Content is no longer King. Curating Content is King.

During the dot com days, the phrase ‘content is king’ was the rallying cry as companies filled websites up with content in an attempt to attract ‘eyeballs’, which would turn into page views, ad impressions and a super IPO. The quality of the content took a back seat to the quantity of the content.

Curating content

Today, we get our content from a fire hose. Google or Bing any question and expect thousands of pages in the search results. People can create their own content through blogging services like Tumblr or Posterous with a few clicks. If ‘Content is King’, we have a lot of Kings.

Futurist Baekdal spoke of the term ‘Social News’ to describe how we get our news via recommendations from others. Rather than pour through the local or national news site, thousands of blogs, etc, we instead click on links presented to us through our social stream. As Baekedal said “We no longer look for news, it finds us.”

We turn to news sites for their credibility and content. We implicitly realize that a news story on CNN.com carries more credibility than one posted on “Joe’s Blog and Bait” (made up). While news sites are under fire for not-vetting stories in the race to be first, it is these news organizations that are held to a standard of accuracy.

I feel that the Washington Post has taken a step in the right direction with their fantastic iPad application. While having the basic digital representation of their print edition, Washington Post added a section called “Live Topics”. In “Live Topics”, readers not only get Washington Post content, but articles found elsewhere on the web that WP editors felt help inform the topic. Relevant tweets are also included, but due to the automated nature of the filtering, obviously aren’t always as relevant. The Washington Post leads by example in this content curation. While others avoid content ‘not created here’, WP embraces it and becomes more valuable to me as a news source.

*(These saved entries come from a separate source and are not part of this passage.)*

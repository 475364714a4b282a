//! Nullable log sink: record tracing events instead of printing them.

use std::fmt;
use std::sync::{Arc, Mutex, MutexGuard, PoisonError};
use tracing::field::{Field, Visit};
use tracing::subscriber::DefaultGuard;
use tracing::{Event, Level, Subscriber};
use tracing_subscriber::layer::{Context, SubscriberExt};
use tracing_subscriber::Layer;

/// One recorded tracing event.
#[derive(Clone, Debug, PartialEq, Eq)]
pub struct CapturedEvent {
    pub level: Level,
    pub target: String,
    pub message: String,
    pub fields: Vec<(String, String)>,
}

impl CapturedEvent {
    /// Value of a structured field, rendered as text.
    pub fn field(&self, name: &str) -> Option<&str> {
        self.fields
            .iter()
            .find(|(k, _)| k == name)
            .map(|(_, v)| v.as_str())
    }
}

/// A tracing layer that keeps every event for later assertions.
///
/// Clones share the same buffer.
#[derive(Clone, Default)]
pub struct LogCapture {
    events: Arc<Mutex<Vec<CapturedEvent>>>,
}

impl LogCapture {
    pub fn new() -> Self {
        Self::default()
    }

    /// Install as the thread's default subscriber until the guard drops.
    ///
    /// Thread-local: use with a current-thread runtime (plain `#[tokio::test]`).
    pub fn install(&self) -> DefaultGuard {
        tracing::subscriber::set_default(tracing_subscriber::registry().with(self.clone()))
    }

    pub fn events(&self) -> Vec<CapturedEvent> {
        self.lock().clone()
    }

    pub fn events_at(&self, level: Level) -> Vec<CapturedEvent> {
        self.lock()
            .iter()
            .filter(|e| e.level == level)
            .cloned()
            .collect()
    }

    pub fn count_at(&self, level: Level) -> usize {
        self.lock().iter().filter(|e| e.level == level).count()
    }

    fn lock(&self) -> MutexGuard<'_, Vec<CapturedEvent>> {
        self.events.lock().unwrap_or_else(PoisonError::into_inner)
    }
}

impl<S: Subscriber> Layer<S> for LogCapture {
    fn on_event(&self, event: &Event<'_>, _ctx: Context<'_, S>) {
        let mut visitor = FieldCollector::default();
        event.record(&mut visitor);
        let metadata = event.metadata();
        self.lock().push(CapturedEvent {
            level: *metadata.level(),
            target: metadata.target().to_string(),
            message: visitor.message,
            fields: visitor.fields,
        });
    }
}

#[derive(Default)]
struct FieldCollector {
    message: String,
    fields: Vec<(String, String)>,
}

impl Visit for FieldCollector {
    fn record_str(&mut self, field: &Field, value: &str) {
        if field.name() == "message" {
            self.message = value.to_string();
        } else {
            self.fields.push((field.name().to_string(), value.to_string()));
        }
    }

    fn record_debug(&mut self, field: &Field, value: &dyn fmt::Debug) {
        let rendered = format!("{value:?}");
        if field.name() == "message" {
            self.message = rendered;
        } else {
            self.fields.push((field.name().to_string(), rendered));
        }
    }
}

#[cfg(test)]
mod tests {
    use super::*;

    #[test]
    fn records_level_message_and_fields() {
        let capture = LogCapture::new();
        {
            let _guard = capture.install();
            tracing::error!(product_id = "X", reason = "not_found", "verification error");
            tracing::info!("unrelated");
        }
        tracing::error!("after the guard dropped");

        let errors = capture.events_at(Level::ERROR);
        assert_eq!(errors.len(), 1);
        assert_eq!(errors[0].message, "verification error");
        assert_eq!(errors[0].field("product_id"), Some("X"));
        assert_eq!(errors[0].field("reason"), Some("not_found"));
        assert_eq!(capture.count_at(Level::INFO), 1);

        let all = capture.events();
        assert_eq!(all.len(), 2);
        assert_eq!(all[1].message, "unrelated");
        assert_eq!(all[1].target, module_path!());
    }
}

As marketers, we need to take lessons from the Washington Post and focus not simply on creating content for our audience, but also demonstrating that we know our audience well enough to gather and recommend content created elsewhere. Our strength should be demonstrated in what we recommend as much as what we say.

3 Responses

to “Content is no longer King. Curating Content is King.”

  1. I like your point that Publishers / Marketers should supplement original content with curated. I’m also a fan of curate-only Publishing models (HuffPo, Daily Dish, et al) and they are clearly pushing the editorial-only crowd out of their caves.

    Here was a recent Wired post on the subject:

    http://www.wired.com/epicenter/2011/02/why-times-will-lose-to-huffpo/

  2. Thanks Chris. Established media has the credibility and ability to dig into an involved story. When you think of something like Watergate, it took Woodward and Bernstein a long time to research the story, use their investigative abilities and training to create a story that the editors would vet and publish.

    Thanks for the link!

  3. This is a good step by the WPost to take, I like where they are going with this. My one cautionary note is that for millions of Americans, (high information consumers), the establishment media has had a tough go of it for the last decade as it missed several major stories. From no WMD in Iraq to the housing bubble as prime examples, let’s hope this WPost initiative reveals that the wisdom of the crowds (or UN inspectors and whistleblowers) will make it into the digital halls of the fourth estate even more.

    For a digital analysis and a one year top ten list of how the establishment press did in 2010, here’s NYU professor Jay Rosen. http://pressthink.org/2010/12/the-year-in-pressthink-these-are-the-ten-best-things-i-wrote-in-2010/

    Since PR and marketing professionals operate in a world that has low, medium and high information consumers, let’s hope the WPost succeeds with Live Topics.